We used the complete set of protease core sequences from the MEROPS (release 7.8) database  to identify putative homologues of known proteases in the S. mansoni genome. Core protease sequences comprise a non-redundant library of the catalytic unit of a protease and exclude all other functional units, such as ATP-binding, or calcium-binding domains. These sequences were used to avoid false positive identification of proteins as proteases due to high homology in non-catalytic parts of the sequence. Core sequences were compared to predicted proteins from the annotated S. mansoni genome. Release 4.0 of the S. mansoni genome includes a first-pass annotation and gene prediction, of which we downloaded the complete database of predicted proteins. In addition, the complete set of ESTs (release 6.0 of the S. mansoni gene index) isolated from 6 life stages of S. mansoni was also acquired.

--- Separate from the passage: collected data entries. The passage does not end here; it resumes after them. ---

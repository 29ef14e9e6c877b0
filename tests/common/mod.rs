// Copyright (c) 2025 Erick Bourgeois, firestoned
// SPDX-License-Identifier: MIT

// Common test utilities for integration tests

#![allow(dead_code)]

use async_trait::async_trait;
use dns_services_webhook::credentials::{SecretData, SecretSource};
use dns_services_webhook::errors::SolverError;
use kube::{
    api::{Api, DeleteParams, PostParams},
    client::Client,
};
use serde_json::{json, Value};
use std::collections::HashMap;
use std::sync::{Arc, Mutex};
use wiremock::matchers::{method, path, path_regex};
use wiremock::{Mock, MockServer, Request, Respond, ResponseTemplate};

/// Service id of the fake account
pub const SERVICE_ID: &str = "7";
/// Domain id of `example.com` in the fake account
pub const DOMAIN_ID: &str = "42";

/// Get a Kubernetes client or skip the test if not in a cluster
pub async fn get_kube_client_or_skip() -> Option<Client> {
    match Client::try_default().await {
        Ok(client) => Some(client),
        Err(e) => {
            eprintln!("Skipping integration test: not running in Kubernetes cluster: {e}");
            None
        }
    }
}

/// Create a test namespace
pub async fn create_test_namespace(
    client: &Client,
    name: &str,
) -> Result<(), Box<dyn std::error::Error>> {
    let namespaces: Api<k8s_openapi::api::core::v1::Namespace> = Api::all(client.clone());

    let ns = serde_json::from_value(json!({
        "apiVersion": "v1",
        "kind": "Namespace",
        "metadata": {
            "name": name,
            "labels": {
                "test": "integration",
                "managed-by": "dns-services-webhook-test"
            }
        }
    }))?;

    match namespaces.create(&PostParams::default(), &ns).await {
        Ok(_) => Ok(()),
        Err(kube::Error::Api(ae)) if ae.code == 409 => Ok(()),
        Err(e) => Err(Box::new(e)),
    }
}

/// Cleanup test namespace
pub async fn cleanup_test_namespace(
    client: &Client,
    name: &str,
) -> Result<(), Box<dyn std::error::Error>> {
    let namespaces: Api<k8s_openapi::api::core::v1::Namespace> = Api::all(client.clone());

    match namespaces.delete(name, &DeleteParams::default()).await {
        Ok(_) => Ok(()),
        Err(kube::Error::Api(ae)) if ae.code == 404 => Ok(()),
        Err(e) => Err(Box::new(e)),
    }
}

/// Create an Opaque Secret holding `data` as string values
pub async fn create_secret(
    client: &Client,
    namespace: &str,
    name: &str,
    data: &[(&str, &str)],
) -> Result<(), Box<dyn std::error::Error>> {
    let secrets: Api<k8s_openapi::api::core::v1::Secret> =
        Api::namespaced(client.clone(), namespace);

    let string_data: HashMap<&str, &str> = data.iter().copied().collect();
    let secret = serde_json::from_value(json!({
        "apiVersion": "v1",
        "kind": "Secret",
        "metadata": {"name": name, "namespace": namespace},
        "type": "Opaque",
        "stringData": string_data
    }))?;

    secrets.create(&PostParams::default(), &secret).await?;
    Ok(())
}

/// In-memory Secret store keyed by `namespace/name`
#[derive(Default)]
pub struct MemorySecrets {
    secrets: HashMap<String, SecretData>,
}

impl MemorySecrets {
    pub fn with_secret(mut self, namespace: &str, name: &str, data: &[(&str, &str)]) -> Self {
        let data = data
            .iter()
            .map(|(k, v)| ((*k).to_string(), v.as_bytes().to_vec()))
            .collect();
        self.secrets.insert(format!("{namespace}/{name}"), data);
        self
    }
}

#[async_trait]
impl SecretSource for MemorySecrets {
    async fn get_secret(
        &self,
        namespace: &str,
        name: &str,
    ) -> Result<Option<SecretData>, SolverError> {
        Ok(self.secrets.get(&format!("{namespace}/{name}")).cloned())
    }
}

#[derive(Default)]
struct FakeAccount {
    records: Vec<Value>,
    next_id: u64,
}

/// Stateful stand-in for the dns.services records API of a single zone
#[derive(Clone)]
pub struct FakeDnsServices {
    authorization: String,
    account: Arc<Mutex<FakeAccount>>,
}

impl FakeDnsServices {
    /// `authorization` is the exact `Authorization` header the fake accepts
    pub fn new(authorization: &str) -> Self {
        Self {
            authorization: authorization.to_string(),
            account: Arc::new(Mutex::new(FakeAccount {
                records: Vec::new(),
                next_id: 100,
            })),
        }
    }

    /// Mount the zone list and record endpoints on `server`
    pub async fn mount(&self, server: &MockServer) {
        Mock::given(method("GET"))
            .and(path("/dns"))
            .respond_with(ResponseTemplate::new(200).set_body_json(json!({
                "service_ids": [SERVICE_ID],
                "zones": [
                    {"domain_id": "41", "name": "example.org", "service_id": SERVICE_ID},
                    {"domain_id": DOMAIN_ID, "name": "example.com", "service_id": SERVICE_ID}
                ]
            })))
            .mount(server)
            .await;

        Mock::given(path_regex(r"^/service/7/dns/42(/records(/[^/]+)?)?$"))
            .respond_with(self.clone())
            .mount(server)
            .await;
    }

    /// Snapshot of the records currently stored
    pub fn records(&self) -> Vec<Value> {
        self.account.lock().unwrap().records.clone()
    }
}

impl Respond for FakeDnsServices {
    fn respond(&self, request: &Request) -> ResponseTemplate {
        let authorized = request
            .headers
            .get("authorization")
            .and_then(|v| v.to_str().ok())
            .is_some_and(|v| v == self.authorization);
        if !authorized {
            return ResponseTemplate::new(401).set_body_json(json!({"error": "unauthorized"}));
        }

        let mut account = self.account.lock().unwrap();
        let records_path = format!("/service/{SERVICE_ID}/dns/{DOMAIN_ID}/records");

        match (request.method.as_str(), request.url.path()) {
            ("POST", p) if p == records_path => {
                let Ok(mut record) = serde_json::from_slice::<Value>(&request.body) else {
                    return ResponseTemplate::new(400);
                };
                account.next_id += 1;
                record["id"] = json!(account.next_id.to_string());
                account.records.push(record.clone());
                ResponseTemplate::new(200).set_body_json(json!({
                    "success": true,
                    "record": record
                }))
            }
            ("GET", p) if p == format!("/service/{SERVICE_ID}/dns/{DOMAIN_ID}") => {
                ResponseTemplate::new(200).set_body_json(json!({
                    "service_id": SERVICE_ID.parse::<u64>().unwrap(),
                    "name": "example.com",
                    "records": account.records
                }))
            }
            ("DELETE", p) if p.starts_with(&records_path) => {
                let id = p.rsplit('/').next().unwrap_or_default().to_string();
                let before = account.records.len();
                account.records.retain(|r| r["id"].as_str() != Some(id.as_str()));
                if account.records.len() < before {
                    ResponseTemplate::new(200).set_body_json(json!({"success": true}))
                } else {
                    ResponseTemplate::new(404)
                }
            }
            _ => ResponseTemplate::new(404),
        }
    }
}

Using the MEROPS proteases as the database, we used the predicted proteins as the query sequences in a local BLASTP  comparison. Default parameters were used during the search, where all predicted proteins were queried against all members of the protease database. In the comparison, only sequences with similarity scores <1e-04 were retained as S. mansoni protease homologs. From the initial result, query sequences identified as similar to homologous non-protease sequences (protease-like sequences but with mutations in active sites) were culled from the results, as were alternative splice forms of a gene. Additionally, predicted proteins that were shorter than 100 residues or less than 80% of the protease core sequence were not retained. Remaining sequences were subject to full analysis.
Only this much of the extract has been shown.